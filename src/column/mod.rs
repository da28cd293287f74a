//! Typed nullable columns
//!
//! A column is a sequence of optional values sharing one logical type.
//! Every operation consumes one primary column (plus an optional per-row
//! parameter column) and produces exactly one column whose type is known
//! before any row is processed.

use serde::{Deserialize, Serialize};
use std::fmt;

/// Logical type of a column
#[derive(Debug, Clone, Copy, PartialEq, Eq, Hash, Serialize, Deserialize)]
pub enum DataType {
    /// UTF-8 text
    Utf8,
    /// Variable-length byte strings
    Binary,
    /// Fixed 16-byte values (128-bit hashes)
    Binary128,
    /// Unsigned 32-bit integers
    UInt32,
    /// Unsigned 64-bit integers
    UInt64,
    /// Signed 64-bit integers
    Int64,
    /// `{longitude, latitude}` records
    Coord,
    /// Eight-direction geohash neighbor records
    Neighbors,
}

impl fmt::Display for DataType {
    fn fmt(&self, f: &mut fmt::Formatter<'_>) -> fmt::Result {
        let name = match self {
            Self::Utf8 => "Utf8",
            Self::Binary => "Binary",
            Self::Binary128 => "Binary128",
            Self::UInt32 => "UInt32",
            Self::UInt64 => "UInt64",
            Self::Int64 => "Int64",
            Self::Coord => "Coord",
            Self::Neighbors => "Neighbors",
        };
        f.write_str(name)
    }
}

/// Geographic coordinate, longitude first
#[derive(Debug, Clone, Copy, PartialEq, Serialize, Deserialize)]
pub struct Coord {
    /// Longitude in degrees, [-180, 180]
    pub longitude: f64,
    /// Latitude in degrees, [-90, 90]
    pub latitude: f64,
}

impl Coord {
    /// Create a new coordinate
    pub fn new(longitude: f64, latitude: f64) -> Self {
        Self { longitude, latitude }
    }
}

/// The eight cells surrounding a geohash, each at the input's length
#[derive(Debug, Clone, PartialEq, Eq, Serialize, Deserialize)]
pub struct Neighbors {
    /// North
    pub n: String,
    /// North-east
    pub ne: String,
    /// East
    pub e: String,
    /// South-east
    pub se: String,
    /// South
    pub s: String,
    /// South-west
    pub sw: String,
    /// West
    pub w: String,
    /// North-west
    pub nw: String,
}

/// A column of nullable values
#[derive(Debug, Clone, PartialEq)]
pub enum Column {
    /// Text values
    Utf8(Vec<Option<String>>),
    /// Byte string values
    Binary(Vec<Option<Vec<u8>>>),
    /// 16-byte values
    Binary128(Vec<Option<[u8; 16]>>),
    /// u32 values
    UInt32(Vec<Option<u32>>),
    /// u64 values
    UInt64(Vec<Option<u64>>),
    /// i64 values
    Int64(Vec<Option<i64>>),
    /// Coordinates
    Coord(Vec<Option<Coord>>),
    /// Neighbor records
    Neighbors(Vec<Option<Neighbors>>),
}

impl Column {
    /// Build a text column from borrowed strings
    pub fn utf8<'a>(values: impl IntoIterator<Item = Option<&'a str>>) -> Self {
        Self::Utf8(values.into_iter().map(|v| v.map(str::to_owned)).collect())
    }

    /// Build a binary column from borrowed byte slices
    pub fn binary<'a>(values: impl IntoIterator<Item = Option<&'a [u8]>>) -> Self {
        Self::Binary(values.into_iter().map(|v| v.map(<[u8]>::to_vec)).collect())
    }

    /// Logical type of this column
    pub fn data_type(&self) -> DataType {
        match self {
            Self::Utf8(_) => DataType::Utf8,
            Self::Binary(_) => DataType::Binary,
            Self::Binary128(_) => DataType::Binary128,
            Self::UInt32(_) => DataType::UInt32,
            Self::UInt64(_) => DataType::UInt64,
            Self::Int64(_) => DataType::Int64,
            Self::Coord(_) => DataType::Coord,
            Self::Neighbors(_) => DataType::Neighbors,
        }
    }

    /// Number of rows
    pub fn len(&self) -> usize {
        match self {
            Self::Utf8(v) => v.len(),
            Self::Binary(v) => v.len(),
            Self::Binary128(v) => v.len(),
            Self::UInt32(v) => v.len(),
            Self::UInt64(v) => v.len(),
            Self::Int64(v) => v.len(),
            Self::Coord(v) => v.len(),
            Self::Neighbors(v) => v.len(),
        }
    }

    /// Whether the column has no rows
    pub fn is_empty(&self) -> bool {
        self.len() == 0
    }

    /// Whether row `index` is null
    pub fn is_null(&self, index: usize) -> bool {
        match self {
            Self::Utf8(v) => v[index].is_none(),
            Self::Binary(v) => v[index].is_none(),
            Self::Binary128(v) => v[index].is_none(),
            Self::UInt32(v) => v[index].is_none(),
            Self::UInt64(v) => v[index].is_none(),
            Self::Int64(v) => v[index].is_none(),
            Self::Coord(v) => v[index].is_none(),
            Self::Neighbors(v) => v[index].is_none(),
        }
    }

    /// Count of null rows
    pub fn null_count(&self) -> usize {
        (0..self.len()).filter(|&i| self.is_null(i)).count()
    }

    /// Render one row as display text, `None` for null
    pub fn render(&self, index: usize) -> Option<String> {
        match self {
            Self::Utf8(v) => v[index].clone(),
            Self::Binary(v) => v[index].as_ref().map(hex::encode),
            Self::Binary128(v) => v[index].as_ref().map(hex::encode),
            Self::UInt32(v) => v[index].map(|x| x.to_string()),
            Self::UInt64(v) => v[index].map(|x| x.to_string()),
            Self::Int64(v) => v[index].map(|x| x.to_string()),
            Self::Coord(v) => v[index].map(|c| format!("{},{}", c.longitude, c.latitude)),
            Self::Neighbors(v) => v[index].as_ref().map(|n| {
                format!(
                    "n={} ne={} e={} se={} s={} sw={} w={} nw={}",
                    n.n, n.ne, n.e, n.se, n.s, n.sw, n.w, n.nw
                )
            }),
        }
    }

    /// Convert one row to a JSON value; byte values become hex strings
    pub fn json_value(&self, index: usize) -> serde_json::Value {
        use serde_json::{json, Value};

        match self {
            Self::Utf8(v) => v[index].as_ref().map_or(Value::Null, |s| json!(s)),
            Self::Binary(v) => v[index].as_ref().map_or(Value::Null, |b| json!(hex::encode(b))),
            Self::Binary128(v) => v[index].as_ref().map_or(Value::Null, |b| json!(hex::encode(b))),
            Self::UInt32(v) => v[index].map_or(Value::Null, |x| json!(x)),
            Self::UInt64(v) => v[index].map_or(Value::Null, |x| json!(x)),
            Self::Int64(v) => v[index].map_or(Value::Null, |x| json!(x)),
            Self::Coord(v) => v[index].map_or(Value::Null, |c| json!(c)),
            Self::Neighbors(v) => v[index].as_ref().map_or(Value::Null, |n| json!(n)),
        }
    }

    /// Convert the whole column to a JSON array
    pub fn to_json(&self) -> serde_json::Value {
        serde_json::Value::Array((0..self.len()).map(|i| self.json_value(i)).collect())
    }
}

#[cfg(test)]
mod tests {
    use super::*;

    #[test]
    fn test_column_basics() {
        let col = Column::utf8([Some("a"), None, Some("")]);
        assert_eq!(col.len(), 3);
        assert_eq!(col.data_type(), DataType::Utf8);
        assert!(col.is_null(1));
        assert!(!col.is_null(2));
        assert_eq!(col.null_count(), 1);
    }

    #[test]
    fn test_render_and_json() {
        let col = Column::Binary128(vec![Some([0u8; 16]), None]);
        assert_eq!(col.render(0).unwrap(), "0".repeat(32));
        assert_eq!(col.render(1), None);
        assert_eq!(col.to_json(), serde_json::json!(["0".repeat(32), null]));

        let coords = Column::Coord(vec![Some(Coord::new(-120.5, 35.25))]);
        assert_eq!(coords.render(0).unwrap(), "-120.5,35.25");
        assert_eq!(
            coords.json_value(0),
            serde_json::json!({"longitude": -120.5, "latitude": 35.25})
        );
    }
}
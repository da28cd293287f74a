//! Error types for colhash
//!
//! Errors fall into two groups: configuration errors, raised while an
//! operation is being planned and before any row is touched, and
//! evaluation errors, raised while a column is being processed. A null
//! input row is never an error.

use crate::column::DataType;
use thiserror::Error;

/// Main error type for colhash operations
#[derive(Error, Debug)]
pub enum ColHashError {
    /// Operation name not present in the registry
    #[error("Unknown operation: {0}")]
    UnknownOperation(String),

    /// Invalid static parameter or unsupported algorithm configuration
    #[error("Configuration error: {0}")]
    Config(String),

    /// Failure while evaluating a column
    #[error("Compute error: {0}")]
    Evaluation(String),

    /// Input column has a type the operation cannot consume
    #[error("Invalid input type for '{operation}': expected {expected}, got {actual}")]
    InvalidInputType {
        operation: String,
        expected: String,
        actual: DataType,
    },

    /// Parameter column length neither matches the input nor broadcasts
    #[error("Length mismatch: input has {expected} rows, parameter column has {actual}")]
    LengthMismatch { expected: usize, actual: usize },

    /// Malformed geohash string
    #[error("Invalid geohash '{hash}': {reason}")]
    InvalidGeohash { hash: String, reason: String },

    /// Coordinate outside the valid range or not finite
    #[error("Invalid coordinate (longitude {longitude}, latitude {latitude}): {reason}")]
    InvalidCoordinate {
        longitude: f64,
        latitude: f64,
        reason: String,
    },

    /// Thread pool could not be built
    #[error("Thread pool error: {0}")]
    ThreadPool(String),

    /// I/O error while reading CLI input
    #[error("I/O error: {0}")]
    Io(#[from] std::io::Error),

    /// JSON encoding or decoding failure
    #[error("JSON error: {0}")]
    Json(#[from] serde_json::Error),

    /// Generic error with context
    #[error("{context}: {source}")]
    WithContext {
        context: String,
        #[source]
        source: Box<ColHashError>,
    },
}

impl ColHashError {
    /// Create a configuration error
    pub fn config(message: impl Into<String>) -> Self {
        Self::Config(message.into())
    }

    /// Create an evaluation error
    pub fn evaluation(message: impl Into<String>) -> Self {
        Self::Evaluation(message.into())
    }

    /// Create an input type error
    pub fn input_type(
        operation: impl Into<String>,
        expected: impl Into<String>,
        actual: DataType,
    ) -> Self {
        Self::InvalidInputType {
            operation: operation.into(),
            expected: expected.into(),
            actual,
        }
    }

    /// Create an invalid geohash error
    pub fn geohash(hash: impl Into<String>, reason: impl Into<String>) -> Self {
        Self::InvalidGeohash {
            hash: hash.into(),
            reason: reason.into(),
        }
    }

    /// Create an invalid coordinate error
    pub fn coordinate(longitude: f64, latitude: f64, reason: impl Into<String>) -> Self {
        Self::InvalidCoordinate {
            longitude,
            latitude,
            reason: reason.into(),
        }
    }

    /// Add context to an error
    pub fn with_context(self, context: impl Into<String>) -> Self {
        Self::WithContext {
            context: context.into(),
            source: Box::new(self),
        }
    }

    /// Check if this error was raised at plan time
    pub fn is_config_error(&self) -> bool {
        match self {
            Self::UnknownOperation(_) | Self::Config(_) => true,
            Self::WithContext { source, .. } => source.is_config_error(),
            _ => false,
        }
    }

    /// Check if this error was raised while evaluating rows
    pub fn is_evaluation_error(&self) -> bool {
        match self {
            Self::Evaluation(_)
            | Self::InvalidInputType { .. }
            | Self::LengthMismatch { .. }
            | Self::InvalidGeohash { .. }
            | Self::InvalidCoordinate { .. } => true,
            Self::WithContext { source, .. } => source.is_evaluation_error(),
            _ => false,
        }
    }
}

/// Result type alias for colhash operations
pub type Result<T> = std::result::Result<T, ColHashError>;
//! Cryptographic digests rendered as lowercase hex
//!
//! Each algorithm resolves once to a plain function pointer that fills a
//! caller-provided output buffer, so a column pass does no per-row
//! algorithm matching and reuses one digest buffer per chunk.

use crate::dispatch::Dispatcher;
use crate::error::{ColHashError, Result};

/// Upper bound on SHAKE output length in bytes
pub const MAX_XOF_OUTPUT: usize = 1024 * 1024;

/// Fills `out` with the digest of `data`; `out` has the configured length
type DigestFn = fn(&[u8], &mut [u8]);

/// Supported digest algorithms
#[derive(Debug, Clone, Copy, PartialEq, Eq, Hash)]
pub enum DigestAlgorithm {
    /// MD5 (16 bytes)
    Md5,
    /// SHA-1 (20 bytes)
    Sha1,
    /// SHA-224 (28 bytes)
    Sha2_224,
    /// SHA-256 (32 bytes)
    Sha2_256,
    /// SHA-384 (48 bytes)
    Sha2_384,
    /// SHA-512 (64 bytes)
    Sha2_512,
    /// SHA3-224 (28 bytes)
    Sha3_224,
    /// SHA3-256 (32 bytes)
    Sha3_256,
    /// SHA3-384 (48 bytes)
    Sha3_384,
    /// SHA3-512 (64 bytes)
    Sha3_512,
    /// SHAKE128, caller-sized output
    Shake128,
    /// SHAKE256, caller-sized output
    Shake256,
    /// BLAKE3 (32 bytes)
    Blake3,
}

impl DigestAlgorithm {
    /// Every supported algorithm
    pub const ALL: [Self; 13] = [
        Self::Md5,
        Self::Sha1,
        Self::Sha2_224,
        Self::Sha2_256,
        Self::Sha2_384,
        Self::Sha2_512,
        Self::Sha3_224,
        Self::Sha3_256,
        Self::Sha3_384,
        Self::Sha3_512,
        Self::Shake128,
        Self::Shake256,
        Self::Blake3,
    ];

    /// Fixed output size in bytes; `None` for extendable-output functions
    pub fn output_size(&self) -> Option<usize> {
        match self {
            Self::Md5 => Some(16),
            Self::Sha1 => Some(20),
            Self::Sha2_224 | Self::Sha3_224 => Some(28),
            Self::Sha2_256 | Self::Sha3_256 | Self::Blake3 => Some(32),
            Self::Sha2_384 | Self::Sha3_384 => Some(48),
            Self::Sha2_512 | Self::Sha3_512 => Some(64),
            Self::Shake128 | Self::Shake256 => None,
        }
    }

    /// Whether the caller chooses the output length
    pub fn is_xof(&self) -> bool {
        self.output_size().is_none()
    }

    /// Get human-readable name
    pub fn name(&self) -> &'static str {
        match self {
            Self::Md5 => "MD5",
            Self::Sha1 => "SHA-1",
            Self::Sha2_224 => "SHA-224",
            Self::Sha2_256 => "SHA-256",
            Self::Sha2_384 => "SHA-384",
            Self::Sha2_512 => "SHA-512",
            Self::Sha3_224 => "SHA3-224",
            Self::Sha3_256 => "SHA3-256",
            Self::Sha3_384 => "SHA3-384",
            Self::Sha3_512 => "SHA3-512",
            Self::Shake128 => "SHAKE128",
            Self::Shake256 => "SHAKE256",
            Self::Blake3 => "BLAKE3",
        }
    }

    fn kernel(&self) -> DigestFn {
        match self {
            Self::Md5 => fixed::<md5::Md5>,
            Self::Sha1 => fixed::<sha1::Sha1>,
            Self::Sha2_224 => fixed::<sha2::Sha224>,
            Self::Sha2_256 => fixed::<sha2::Sha256>,
            Self::Sha2_384 => fixed::<sha2::Sha384>,
            Self::Sha2_512 => fixed::<sha2::Sha512>,
            Self::Sha3_224 => fixed::<sha3::Sha3_224>,
            Self::Sha3_256 => fixed::<sha3::Sha3_256>,
            Self::Sha3_384 => fixed::<sha3::Sha3_384>,
            Self::Sha3_512 => fixed::<sha3::Sha3_512>,
            Self::Shake128 => xof::<sha3::Shake128>,
            Self::Shake256 => xof::<sha3::Shake256>,
            Self::Blake3 => blake3_kernel,
        }
    }
}

fn fixed<D: sha2::Digest>(data: &[u8], out: &mut [u8]) {
    out.copy_from_slice(&D::digest(data));
}

fn xof<X>(data: &[u8], out: &mut [u8])
where
    X: Default + sha3::digest::Update + sha3::digest::ExtendableOutput,
{
    let mut hasher = X::default();
    hasher.update(data);
    hasher.finalize_xof_into(out);
}

fn blake3_kernel(data: &[u8], out: &mut [u8]) {
    out.copy_from_slice(blake3::hash(data).as_bytes());
}

/// A digest algorithm bound to its output length
#[derive(Debug, Clone, Copy)]
pub struct Digester {
    algorithm: DigestAlgorithm,
    output_len: usize,
    kernel: DigestFn,
}

impl Digester {
    /// Bind an algorithm to an output length.
    ///
    /// SHAKE variants require a positive `output_len`; fixed-size
    /// algorithms accept only their own size.
    pub fn new(algorithm: DigestAlgorithm, output_len: Option<usize>) -> Result<Self> {
        let output_len = match (algorithm.output_size(), output_len) {
            (Some(size), None) => size,
            (Some(size), Some(len)) if len == size => size,
            (Some(size), Some(len)) => {
                return Err(ColHashError::config(format!(
                    "{} has a fixed output of {} bytes, got length {}",
                    algorithm.name(),
                    size,
                    len
                )))
            }
            (None, None) => {
                return Err(ColHashError::config(format!(
                    "{} requires an output length",
                    algorithm.name()
                )))
            }
            (None, Some(0)) => {
                return Err(ColHashError::config(format!(
                    "{} output length must be positive",
                    algorithm.name()
                )))
            }
            (None, Some(len)) if len > MAX_XOF_OUTPUT => {
                return Err(ColHashError::config(format!(
                    "{} output length {} exceeds limit of {} bytes",
                    algorithm.name(),
                    len,
                    MAX_XOF_OUTPUT
                )))
            }
            (None, Some(len)) => len,
        };

        Ok(Self {
            algorithm,
            output_len,
            kernel: algorithm.kernel(),
        })
    }

    /// Get the algorithm this digester uses
    pub fn algorithm(&self) -> DigestAlgorithm {
        self.algorithm
    }

    /// Output length in bytes
    pub fn output_len(&self) -> usize {
        self.output_len
    }

    /// Compute the raw digest
    pub fn digest(&self, data: &[u8]) -> Vec<u8> {
        let mut out = vec![0u8; self.output_len];
        (self.kernel)(data, &mut out);
        out
    }

    /// Compute the digest as lowercase hex, reusing `scratch` for the raw bytes
    pub fn hex_digest(&self, data: &[u8], scratch: &mut Vec<u8>) -> String {
        scratch.resize(self.output_len, 0);
        (self.kernel)(data, scratch);
        hex::encode(&scratch[..])
    }
}

/// Hex-digest every non-null row of a text or byte column
pub fn hex_column<T>(
    dispatcher: &Dispatcher,
    digester: &Digester,
    input: &[Option<T>],
) -> Result<Vec<Option<String>>>
where
    T: AsRef<[u8]> + Sync,
{
    dispatcher.map_with(input, |value, scratch: &mut Vec<u8>| {
        digester.hex_digest(value.as_ref(), scratch)
    })
}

**TASK ITEM**
Copy out every line from the data above that has "InvalidInputType" in it.

**ANSWER**
    InvalidInputType {
        Self::InvalidInputType {
            | Self::InvalidInputType { .. }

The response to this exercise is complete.